5 Tips to Help You Plan Your Walk on the Wales Coast Path

Updated on July 4, 2020
RhysRussell profile image

Rhys has lived along different parts of the Welsh coast his whole life & in 2016 decided to hike over 500 miles of the stunning coast path.

Walking along the soft sands of Harlech Beach
Walking along the soft sands of Harlech Beach

I was lucky enough to be born in South Wales and raised with the beautiful Bro Morgannwg coast on my doorstep. In 2012, this would eventually become part of the world’s first ever continuous path to cover its country's coastline - the 870 miles of the Wales Coast Path. As a passionate Welshman who'd never seen what the majority of our stunning coast had to offer, myself and a friend decided it was time to get out of our comfort zone and experience the magic that Cymru has to offer. There’s no better way to appreciate nature and to get to know the locals than hiking, so we left to walk as much of the Welsh Coast Path as we could before heading back to University.

After over 7 weeks and 500 miles hiking, and raising £1,400 for Macmillan Nurses, a lot was learnt! Therefore, before you put on your walking boots and pack your waterproofs (trust me, you'll need them) consider the 5 tips below, so you can make the most of your own adventure!

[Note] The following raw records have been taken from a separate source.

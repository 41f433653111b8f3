use std::any::type_name;
use std::sync::Arc;

use serde_json::Value;

use super::{prepare_rows, Fetcher, Modifier};
use crate::binding::KeyBindingSet;
use crate::error::{FetchError, FetchResult};
use crate::model::{Aggregate, Derivative, File, LinkedModel, ModelType, PropertyKind, User};
use crate::query::{Query, QueryOperator};
use crate::record::{RawRecord, Record, RecordCollection};
use crate::source::SharedSource;
use crate::value::{int_value, to_int, unique_non_empty};

/// Key column of lookup-table rows
pub const LOOKUP_KEY: &str = "UF_XML_ID";

/// Multi-binding fetch stage.
///
/// Every binding of the set contributes keys to one query and every binding
/// is attached from the same rows. Multi-key stages only perform plain
/// joins: casting wrappers and custom comparators are rejected.
#[derive(Clone)]
pub struct MultiFetchStage {
    label: &'static str,
    source: SharedSource,
    bindings: KeyBindingSet,
    linked_key: String,
    integer_keys: bool,
    model: Option<ModelType>,
    query: Option<Query>,
    modifier: Option<Modifier>,
}

impl MultiFetchStage {
    pub fn new(source: SharedSource, bindings: KeyBindingSet, linked_key: impl Into<String>) -> Self {
        Self {
            label: "multi",
            source,
            bindings,
            linked_key: linked_key.into(),
            integer_keys: false,
            model: None,
            query: None,
            modifier: None,
        }
    }

    /// File rows keyed by integer `ID`, attached as [`File`]
    pub fn files(source: SharedSource, bindings: KeyBindingSet) -> Self {
        Self::of_kind(&PropertyKind::File, source, bindings, "ID").typed_as::<File>()
    }

    /// User rows keyed by integer `ID`, attached as [`User`]
    pub fn users(source: SharedSource, bindings: KeyBindingSet) -> Self {
        Self::of_kind(&PropertyKind::User, source, bindings, "ID").typed_as::<User>()
    }

    pub fn enumerations(source: SharedSource, bindings: KeyBindingSet) -> Self {
        Self::of_kind(&PropertyKind::Enumeration, source, bindings, "ID")
    }

    pub fn sections(source: SharedSource, bindings: KeyBindingSet) -> Self {
        Self::of_kind(&PropertyKind::Section, source, bindings, "ID")
    }

    pub fn linked_elements(source: SharedSource, bindings: KeyBindingSet) -> Self {
        Self::of_kind(&PropertyKind::LinkedElement, source, bindings, "ID")
    }

    /// Lookup-table rows keyed by [`LOOKUP_KEY`], keys used verbatim
    pub fn lookup_table(source: SharedSource, bindings: KeyBindingSet) -> Self {
        Self::of_kind(&PropertyKind::LookupTable(String::new()), source, bindings, LOOKUP_KEY)
    }

    /// Stage resolving properties of `kind`; plain properties have none
    pub fn for_kind(kind: &PropertyKind, source: SharedSource, bindings: KeyBindingSet) -> Option<Self> {
        match kind {
            PropertyKind::File => Some(Self::files(source, bindings)),
            PropertyKind::LinkedElement => Some(Self::linked_elements(source, bindings)),
            PropertyKind::User => Some(Self::users(source, bindings)),
            PropertyKind::Enumeration => Some(Self::enumerations(source, bindings)),
            PropertyKind::Section => Some(Self::sections(source, bindings)),
            PropertyKind::LookupTable(_) => Some(Self::lookup_table(source, bindings)),
            PropertyKind::Plain => None,
        }
    }

    fn of_kind(kind: &PropertyKind, source: SharedSource, bindings: KeyBindingSet, linked_key: &str) -> Self {
        Self::new(source, bindings, linked_key)
            .labeled(kind.label())
            .integer_keys(kind.uses_integer_keys())
    }

    fn labeled(mut self, label: &'static str) -> Self {
        self.label = label;
        self
    }

    /// Cast extracted keys to integers before querying; keys that do not
    /// denote an integer are dropped
    pub fn integer_keys(mut self, integer_keys: bool) -> Self {
        self.integer_keys = integer_keys;
        self
    }

    /// Cast the fetched rows into `M` once before attaching them
    pub fn typed_as<M: LinkedModel>(mut self) -> Self {
        self.model = Some(ModelType::of::<M>());
        self
    }

    pub fn with_query(mut self, query: Query) -> Self {
        self.query = Some(query);
        self
    }

    /// Restrict the selected columns; an empty list selects everything
    pub fn with_select<I, S>(mut self, fields: I) -> Self
    where
        I: IntoIterator<Item = S>,
        S: Into<String>,
    {
        let mut query = self.query.take().unwrap_or_default();
        query.set_select(fields);
        self.query = Some(query);
        self
    }

    pub fn modify_with<F>(mut self, modifier: F) -> Self
    where
        F: Fn(RawRecord) -> RawRecord + Send + Sync + 'static,
    {
        self.modifier = Some(Arc::new(modifier));
        self
    }

    pub fn cast_to<M: LinkedModel>(self) -> FetchResult<Self> {
        Err(self.unsupported(&format!("cast_to::<{}>", M::model_name())))
    }

    pub fn load_as<D: Derivative>(self) -> FetchResult<Self> {
        Err(self.unsupported(&format!("load_as::<{}>", type_name::<D>())))
    }

    pub fn aggregate_as<A: Aggregate>(self) -> FetchResult<Self> {
        Err(self.unsupported(&format!("aggregate_as::<{}>", type_name::<A>())))
    }

    pub fn compare_with<F>(self, _comparator: F) -> FetchResult<Self>
    where
        F: Fn(&Record, &Value) -> bool + Send + Sync + 'static,
    {
        Err(self.unsupported("compare_with"))
    }

    pub fn bindings(&self) -> &KeyBindingSet {
        &self.bindings
    }

    pub fn linked_key(&self) -> &str {
        &self.linked_key
    }

    fn unsupported(&self, operation: &str) -> FetchError {
        FetchError::configuration(format!(
            "{} is not supported by the {} multi-key stage",
            operation, self.label
        ))
    }

    fn keys(&self, collection: &RecordCollection) -> Vec<Value> {
        let keys = self.bindings.extract_values(collection);
        if !self.integer_keys {
            return keys;
        }

        unique_non_empty(keys.iter().filter_map(to_int).map(int_value))
    }
}

impl Fetcher for MultiFetchStage {
    fn fill(&self, collection: &mut RecordCollection) -> FetchResult<()> {
        if self.bindings.is_empty() {
            return Ok(());
        }

        let keys = self.keys(collection);
        if keys.is_empty() {
            tracing::trace!(stage = self.label, source = self.source.name(), "no keys, fetch skipped");
            return Ok(());
        }

        let key_count = keys.len();
        let mut query = self.query.clone().unwrap_or_default();
        query.add_criteria(&self.linked_key, QueryOperator::In, Value::Array(keys));

        let rows = self.source.get_data(&query)?;
        tracing::debug!(
            stage = self.label,
            source = self.source.name(),
            bindings = self.bindings.len(),
            keys = key_count,
            rows = rows.len(),
            "fetched linked rows"
        );

        let linked = prepare_rows(rows, self.modifier.as_ref());
        match &self.model {
            Some(model) => self
                .bindings
                .attach_as_typed(collection, &linked, &self.linked_key, model),
            None => self.bindings.attach(collection, &linked, &self.linked_key),
        }
    }
}

impl std::fmt::Debug for MultiFetchStage {
    fn fmt(&self, f: &mut std::fmt::Formatter<'_>) -> std::fmt::Result {
        f.debug_struct("MultiFetchStage")
            .field("label", &self.label)
            .field("source", &self.source.name())
            .field("bindings", &self.bindings)
            .field("linked_key", &self.linked_key)
            .field("integer_keys", &self.integer_keys)
            .field("model", &self.model)
            .field("query", &self.query)
            .finish()
    }
}
//! Lenient deserializers for columns that arrive as strings or numbers

use serde::{Deserialize, Deserializer};
use serde_json::Value;

use crate::value::to_int;

/// Integer column that may be stored as a numeric string; empty means 0
pub fn int<'de, D>(deserializer: D) -> Result<i64, D::Error>
where
    D: Deserializer<'de>,
{
    Ok(opt_int(deserializer)?.unwrap_or(0))
}

pub fn opt_int<'de, D>(deserializer: D) -> Result<Option<i64>, D::Error>
where
    D: Deserializer<'de>,
{
    let value = Value::deserialize(deserializer)?;
    match value {
        Value::Null => Ok(None),
        Value::String(ref s) if s.trim().is_empty() => Ok(None),
        other => to_int(&other)
            .map(Some)
            .ok_or_else(|| serde::de::Error::custom(format!("expected an integer, got {}", other))),
    }
}

/// Text column; numbers are printed, null becomes empty
pub fn string<'de, D>(deserializer: D) -> Result<String, D::Error>
where
    D: Deserializer<'de>,
{
    let value = Value::deserialize(deserializer)?;
    Ok(match value {
        Value::Null => String::new(),
        Value::String(s) => s,
        other => other.to_string(),
    })
}

/// Text column that may be absent; null stays absent
pub fn opt_string<'de, D>(deserializer: D) -> Result<Option<String>, D::Error>
where
    D: Deserializer<'de>,
{
    let value = Value::deserialize(deserializer)?;
    Ok(match value {
        Value::Null => None,
        Value::String(s) => Some(s),
        other => Some(other.to_string()),
    })
}

/// `"Y"`/`"N"` flag column, booleans accepted as well
pub fn yes_no<'de, D>(deserializer: D) -> Result<bool, D::Error>
where
    D: Deserializer<'de>,
{
    let value = Value::deserialize(deserializer)?;
    Ok(match value {
        Value::Bool(b) => b,
        Value::String(s) => s.eq_ignore_ascii_case("Y"),
        Value::Number(n) => n.as_i64() == Some(1),
        _ => false,
    })
}

pub mod yes_no_flag {
    use serde::Serializer;

    pub fn serialize<S>(flag: &bool, serializer: S) -> Result<S::Ok, S::Error>
    where
        S: Serializer,
    {
        serializer.serialize_str(if *flag { "Y" } else { "N" })
    }

    pub use super::yes_no as deserialize;
}

/// [`yes_no_flag`] for a column that may be absent
pub mod opt_yes_no_flag {
    use serde::{Deserialize, Deserializer, Serializer};
    use serde_json::Value;

    pub fn serialize<S>(flag: &Option<bool>, serializer: S) -> Result<S::Ok, S::Error>
    where
        S: Serializer,
    {
        match flag {
            Some(flag) => super::yes_no_flag::serialize(flag, serializer),
            None => serializer.serialize_none(),
        }
    }

    pub fn deserialize<'de, D>(deserializer: D) -> Result<Option<bool>, D::Error>
    where
        D: Deserializer<'de>,
    {
        let value = Value::deserialize(deserializer)?;
        if value.is_null() {
            return Ok(None);
        }
        super::yes_no(value).map(Some).map_err(serde::de::Error::custom)
    }
}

Aberthaw nature reserve on the Vale of Glamorgan heritage coast in South Wales
Aberthaw nature reserve on the Vale of Glamorgan heritage coast in South Wales

1. Don't underestimate the route or your abilty!

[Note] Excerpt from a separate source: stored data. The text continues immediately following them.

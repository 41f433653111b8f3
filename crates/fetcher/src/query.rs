//! Query criteria handed to a data source
//!
//! A query carries filters, a column selection and an optional ordering.
//! Stages build a fresh query (or clone the base query they were given) for
//! every fetch, so a caller-supplied query is never mutated.

use std::fmt;

use serde::{Deserialize, Serialize};
use serde_json::Value;

use crate::record::RawRecord;
use crate::value::{as_list, contains_loose, loose_eq};

/// Comparison applied by a filter
#[derive(Debug, Clone, Copy, PartialEq, Eq, Serialize, Deserialize)]
pub enum QueryOperator {
    /// Equality; a list value means membership
    Equal,
    /// Membership in a list of values
    In,
}

impl fmt::Display for QueryOperator {
    fn fmt(&self, f: &mut fmt::Formatter<'_>) -> fmt::Result {
        match self {
            QueryOperator::Equal => write!(f, "="),
            QueryOperator::In => write!(f, "IN"),
        }
    }
}

#[derive(Debug, Clone, Copy, PartialEq, Eq, Serialize, Deserialize)]
pub enum OrderDirection {
    Asc,
    Desc,
}

/// A single `field <op> value` filter
#[derive(Debug, Clone, PartialEq, Serialize, Deserialize)]
pub struct WhereCondition {
    pub field: String,
    pub operator: QueryOperator,
    pub value: Value,
}

impl WhereCondition {
    /// Evaluate the condition against a raw record. A list-valued column
    /// matches when any of its elements does.
    pub fn matches(&self, record: &RawRecord) -> bool {
        let Some(actual) = record.get(&self.field) else {
            return false;
        };

        let candidates = match actual {
            Value::Array(items) => items.clone(),
            other => vec![other.clone()],
        };

        match (self.operator, &self.value) {
            (QueryOperator::Equal, Value::Array(_)) | (QueryOperator::In, _) => {
                let allowed = as_list(&self.value);
                candidates.iter().any(|c| contains_loose(&allowed, c))
            }
            (QueryOperator::Equal, expected) => candidates.iter().any(|c| loose_eq(c, expected)),
        }
    }

    /// Number of values this condition filters on
    pub fn value_count(&self) -> usize {
        match &self.value {
            Value::Array(items) => items.len(),
            _ => 1,
        }
    }
}

impl fmt::Display for WhereCondition {
    fn fmt(&self, f: &mut fmt::Formatter<'_>) -> fmt::Result {
        write!(f, "{} {} {}", self.field, self.operator, self.value)
    }
}

/// Filter, select and order specification for one data source call
#[derive(Debug, Clone, Default, PartialEq, Serialize, Deserialize)]
pub struct Query {
    pub filters: Vec<WhereCondition>,
    pub select: Vec<String>,
    pub order_by: Option<(String, OrderDirection)>,
}

impl Query {
    pub fn new() -> Self {
        Self::default()
    }

    /// Add WHERE condition with equality
    pub fn where_eq<T: Into<Value>>(mut self, field: &str, value: T) -> Self {
        self.add_criteria(field, QueryOperator::Equal, value.into());
        self
    }

    /// Add WHERE condition with IN
    pub fn where_in<T: Into<Value>>(mut self, field: &str, values: Vec<T>) -> Self {
        let values = values.into_iter().map(Into::into).collect();
        self.add_criteria(field, QueryOperator::In, Value::Array(values));
        self
    }

    /// Set the selected columns; an empty selection means every column
    pub fn select<I, S>(mut self, fields: I) -> Self
    where
        I: IntoIterator<Item = S>,
        S: Into<String>,
    {
        self.set_select(fields);
        self
    }

    pub fn order_by(mut self, field: &str) -> Self {
        self.order_by = Some((field.to_string(), OrderDirection::Asc));
        self
    }

    pub fn add_criteria(&mut self, field: &str, operator: QueryOperator, value: Value) {
        self.filters.push(WhereCondition {
            field: field.to_string(),
            operator,
            value,
        });
    }

    pub fn set_select<I, S>(&mut self, fields: I)
    where
        I: IntoIterator<Item = S>,
        S: Into<String>,
    {
        self.select = fields.into_iter().map(Into::into).collect();
    }

    pub fn has_select(&self) -> bool {
        !self.select.is_empty()
    }

    /// True when a record satisfies every filter
    pub fn matches(&self, record: &RawRecord) -> bool {
        self.filters.iter().all(|condition| condition.matches(record))
    }

    /// Restrict a record to the selected columns
    pub fn project(&self, record: &RawRecord) -> RawRecord {
        if !self.has_select() {
            return record.clone();
        }

        self.select
            .iter()
            .filter_map(|field| record.get(field).map(|value| (field.clone(), value.clone())))
            .collect()
    }
}

impl fmt::Display for Query {
    fn fmt(&self, f: &mut fmt::Formatter<'_>) -> fmt::Result {
        let select = if self.has_select() {
            self.select.join(", ")
        } else {
            "*".to_string()
        };
        write!(f, "SELECT {}", select)?;

        if !self.filters.is_empty() {
            let filters: Vec<String> = self.filters.iter().map(ToString::to_string).collect();
            write!(f, " WHERE {}", filters.join(" AND "))?;
        }

        if let Some((field, direction)) = &self.order_by {
            let direction = match direction {
                OrderDirection::Asc => "ASC",
                OrderDirection::Desc => "DESC",
            };
            write!(f, " ORDER BY {} {}", field, direction)?;
        }

        Ok(())
    }
}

When hiking the Welsh Coast, you won't have to worry about walking up huge mountains like you might in the Swiss Alps. That doesn't mean you're in for an easy ride, after all, the total rise and fall over the entire length of the Pembrokeshire path alone is approx 35,000 feet (10,688 meters) - which is taller than Mount Everest!

Additionally, if your plan is to spend weeks walking and camping across the coast, make sure you're mentally and physically prepared. Although I eventually got use to it, I was completely underprepared for my trip. I was too unfit and hadn't walked enough before leaving. I was in agony for days and unbeknownst to me, I had been walking on a sprained ankle for a few days and had to rest in Bangor for a few more (which meant I lost a good 70 miles off my trip).

Know your route and your ability!


2. There are plenty of maps and guidebooks for each section of the path - use them!

The Welsh Government have 7 official guidebooks for each section of the coast path. They're pocket sized and extremely handy with a great deal of detail. Whether you're walking for one day or one month, these guides are a must. You can purchase them in local tourist centres or online.

My essential companion throughout my escapade was "The Wales Coast Path - A Practical Guide for Walkers" by Katharine Evans and Christopher Goddard. It provides easy-to-follow route descriptions and contains over 80 hand-drawn maps. The book is full of additional information on sites of historical, geological and wildlife interest, alternative routes, public transport and B&B's. I would highly recommend using this if you're hiking the length of the path.


3. Wild camp where you can (within the guidelines)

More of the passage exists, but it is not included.